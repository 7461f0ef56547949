//! Composite risk scoring over anomaly indicators.
//!
//! Detection lives elsewhere; this aggregator only folds externally
//! supplied indicators into a 0-100 score inside a sliding window. At
//! or above the threshold it prepares a recovery session, which stays
//! parked in `Requested` until a human approves. The score never
//! executes a restore on its own.

use std::sync::Mutex;

use chrono::Utc;
use tracing::{info, warn};

use forgekeeper_core::{
    Indicator, RiskAssessment, SnapshotId, VerificationReport, AUTO_RECOVERY_SCORE,
};

use crate::alert::{Alert, AlertSeverity, AlertSink};
use crate::recovery::orchestrator::RecoveryOrchestrator;

/// Sliding-window indicator aggregator.
pub struct RiskAggregator {
    window: chrono::Duration,
    indicators: Mutex<Vec<Indicator>>,
}

impl RiskAggregator {
    /// Create an aggregator that scores indicators observed within
    /// `window` of now
    #[must_use]
    pub const fn new(window: chrono::Duration) -> Self {
        Self {
            window,
            indicators: Mutex::new(Vec::new()),
        }
    }

    /// Feed one indicator from the detection layer
    pub fn ingest(&self, indicator: Indicator) {
        info!(
            name = %indicator.name,
            severity = ?indicator.severity,
            "risk indicator ingested"
        );
        if let Ok(mut indicators) = self.indicators.lock() {
            indicators.push(indicator);
        }
    }

    /// Compute the current assessment. Indicators outside the window
    /// are dropped; weights sum and clamp to 100.
    pub fn assess(&self) -> RiskAssessment {
        let now = Utc::now();
        let mut indicators = match self.indicators.lock() {
            Ok(i) => i,
            Err(poisoned) => poisoned.into_inner(),
        };
        indicators.retain(|i| now - i.observed_at <= self.window);

        let raw: u32 = indicators.iter().map(|i| u32::from(i.severity.weight())).sum();
        let score = raw.min(100) as u8;
        RiskAssessment {
            score,
            indicators: indicators.clone(),
            computed_at: now,
        }
    }

    /// Assess and, if the threshold is crossed, create an
    /// approval-gated recovery session targeting the newest recoverable
    /// snapshot from the latest sweep.
    ///
    /// Returns the parked session when one was created.
    pub async fn evaluate(
        &self,
        orchestrator: &RecoveryOrchestrator,
        target_env: &str,
        report: &VerificationReport,
        alerts: &dyn AlertSink,
    ) -> (RiskAssessment, Option<forgekeeper_core::RecoverySession>) {
        let assessment = self.assess();
        if !assessment.requests_recovery() {
            return (assessment, None);
        }

        let names: Vec<&str> = assessment
            .indicators
            .iter()
            .map(|i| i.name.as_str())
            .collect();
        warn!(
            score = assessment.score,
            threshold = AUTO_RECOVERY_SCORE,
            indicators = %names.join(","),
            "risk threshold crossed"
        );

        let snapshot: Option<SnapshotId> = report.newest_recoverable().cloned();
        let session = match snapshot {
            Some(snapshot) => Some(orchestrator.request_auto(target_env, snapshot)),
            None => {
                // Threshold crossed with nothing to restore from: the
                // worst of both worlds, alert at maximum severity.
                alerts
                    .raise(Alert::new(
                        AlertSeverity::Critical,
                        "risk-without-recoverable-copy",
                        format!(
                            "risk score {} but no recoverable snapshot exists",
                            assessment.score
                        ),
                    ))
                    .await;
                None
            }
        };
        if session.is_some() {
            alerts
                .raise(Alert::new(
                    AlertSeverity::Critical,
                    "auto-recovery-requested",
                    format!(
                        "risk score {} crossed {AUTO_RECOVERY_SCORE}; session awaits approval",
                        assessment.score
                    ),
                ))
                .await;
        }
        (assessment, session)
    }
}

#[cfg(test)]
mod tests {
    use super::*;
    use crate::alert::testing::CapturingSink;
    use crate::recovery::orchestrator::{HealthProbe, Provisioner, RestoreTarget};
    use async_trait::async_trait;
    use chrono::{Duration, TimeZone};
    use forgekeeper_core::{
        IndicatorSeverity, Result, SessionState, TierMode, VerificationResult, VerifyStatus,
    };
    use forgekeeper_tiers::transport::memory::MemoryRepo;
    use std::sync::Arc;

    fn indicator(name: &str, severity: IndicatorSeverity, age: Duration) -> Indicator {
        Indicator {
            name: name.into(),
            severity,
            observed_at: Utc::now() - age,
            detail: None,
        }
    }

    struct Nop;

    #[async_trait]
    impl Provisioner for Nop {
        async fn provision(&self, _: &str) -> Result<()> {
            Ok(())
        }
        async fn teardown(&self, _: &str) -> Result<()> {
            Ok(())
        }
    }

    #[async_trait]
    impl RestoreTarget for Nop {
        async fn capture_config(&self, _: &str) -> Result<String> {
            Ok("capture/1".into())
        }
        async fn restore_config(&self, _: &str, _: &[u8], _: &[u8]) -> Result<()> {
            Ok(())
        }
        async fn restore_data(&self, _: &str, _: &[u8]) -> Result<()> {
            Ok(())
        }
        async fn reconfigure(&self, _: &str) -> Result<()> {
            Ok(())
        }
        async fn rollback_config(&self, _: &str, _: &str) -> Result<()> {
            Ok(())
        }
    }

    #[async_trait]
    impl HealthProbe for Nop {
        async fn check(&self, _: &str) -> Result<()> {
            Ok(())
        }
    }

    fn orchestrator() -> RecoveryOrchestrator {
        RecoveryOrchestrator::new(
            Arc::new(MemoryRepo::new("offsite", "admin")),
            Arc::new(Nop),
            Arc::new(Nop),
            Arc::new(Nop),
            Arc::new(CapturingSink::default()),
        )
    }

    fn recoverable_report() -> VerificationReport {
        VerificationReport::new(
            vec![VerificationResult {
                tier: "offsite".into(),
                tier_mode: TierMode::AppendOnlyRemote,
                snapshot_id: Some(SnapshotId::new(
                    "forge",
                    Utc.with_ymd_and_hms(2025, 6, 1, 3, 30, 0).unwrap(),
                )),
                checked_at: Utc::now(),
                status: VerifyStatus::Ok,
                detail: None,
            }],
            Utc::now(),
        )
    }

    #[test]
    fn score_sums_and_clamps() {
        let aggregator = RiskAggregator::new(Duration::hours(1));
        for _ in 0..3 {
            aggregator.ingest(indicator(
                "mass-file-rename",
                IndicatorSeverity::High,
                Duration::minutes(1),
            ));
        }
        let assessment = aggregator.assess();
        assert_eq!(assessment.score, 100);
        assert!(assessment.requests_recovery());
    }

    #[test]
    fn stale_indicators_fall_out_of_the_window() {
        let aggregator = RiskAggregator::new(Duration::hours(1));
        aggregator.ingest(indicator(
            "old-signal",
            IndicatorSeverity::High,
            Duration::hours(2),
        ));
        aggregator.ingest(indicator(
            "fresh-signal",
            IndicatorSeverity::Low,
            Duration::minutes(5),
        ));
        let assessment = aggregator.assess();
        assert_eq!(assessment.score, 10);
        assert_eq!(assessment.indicators.len(), 1);
    }

    #[tokio::test]
    async fn threshold_creates_parked_session() {
        let aggregator = RiskAggregator::new(Duration::hours(1));
        aggregator.ingest(indicator("encryption-burst", IndicatorSeverity::High, Duration::minutes(1)));
        aggregator.ingest(indicator("snapshot-gap", IndicatorSeverity::Medium, Duration::minutes(1)));

        let orchestrator = orchestrator();
        let sink = CapturingSink::default();
        let (assessment, session) = aggregator
            .evaluate(&orchestrator, "production", &recoverable_report(), &sink)
            .await;
        assert!(assessment.score >= AUTO_RECOVERY_SCORE);

        let session = session.unwrap();
        assert_eq!(session.state, SessionState::Requested);
        assert!(session.auto_created);
        assert!(session.awaiting_approval());
        assert!(sink.taken().iter().any(|a| a.title == "auto-recovery-requested"));
    }

    #[tokio::test]
    async fn below_threshold_creates_nothing() {
        let aggregator = RiskAggregator::new(Duration::hours(1));
        aggregator.ingest(indicator("odd-login", IndicatorSeverity::Medium, Duration::minutes(1)));

        let orchestrator = orchestrator();
        let sink = CapturingSink::default();
        let (assessment, session) = aggregator
            .evaluate(&orchestrator, "production", &recoverable_report(), &sink)
            .await;
        assert!(assessment.score < AUTO_RECOVERY_SCORE);
        assert!(session.is_none());
        assert!(sink.taken().is_empty());
    }

    #[tokio::test]
    async fn threshold_without_recoverable_copy_alerts() {
        let aggregator = RiskAggregator::new(Duration::hours(1));
        for _ in 0..2 {
            aggregator.ingest(indicator("encryption-burst", IndicatorSeverity::High, Duration::minutes(1)));
        }

        let orchestrator = orchestrator();
        let sink = CapturingSink::default();
        let empty = VerificationReport::new(vec![], Utc::now());
        let (_, session) = aggregator
            .evaluate(&orchestrator, "production", &empty, &sink)
            .await;
        assert!(session.is_none());
        assert!(sink
            .taken()
            .iter()
            .any(|a| a.title == "risk-without-recoverable-copy"));
    }
}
========================
» **EXERCISE DESCRIPTION**
Beginning with the top line of the data above, output every line exactly until the one that contains "sliding window. At", and include that one too.

» **RESPONSE**
repository 7461f0ef56547949
//! Composite risk scoring over anomaly indicators.
//!
//! Detection lives elsewhere; this aggregator only folds externally
//! supplied indicators into a 0-100 score inside a sliding window. At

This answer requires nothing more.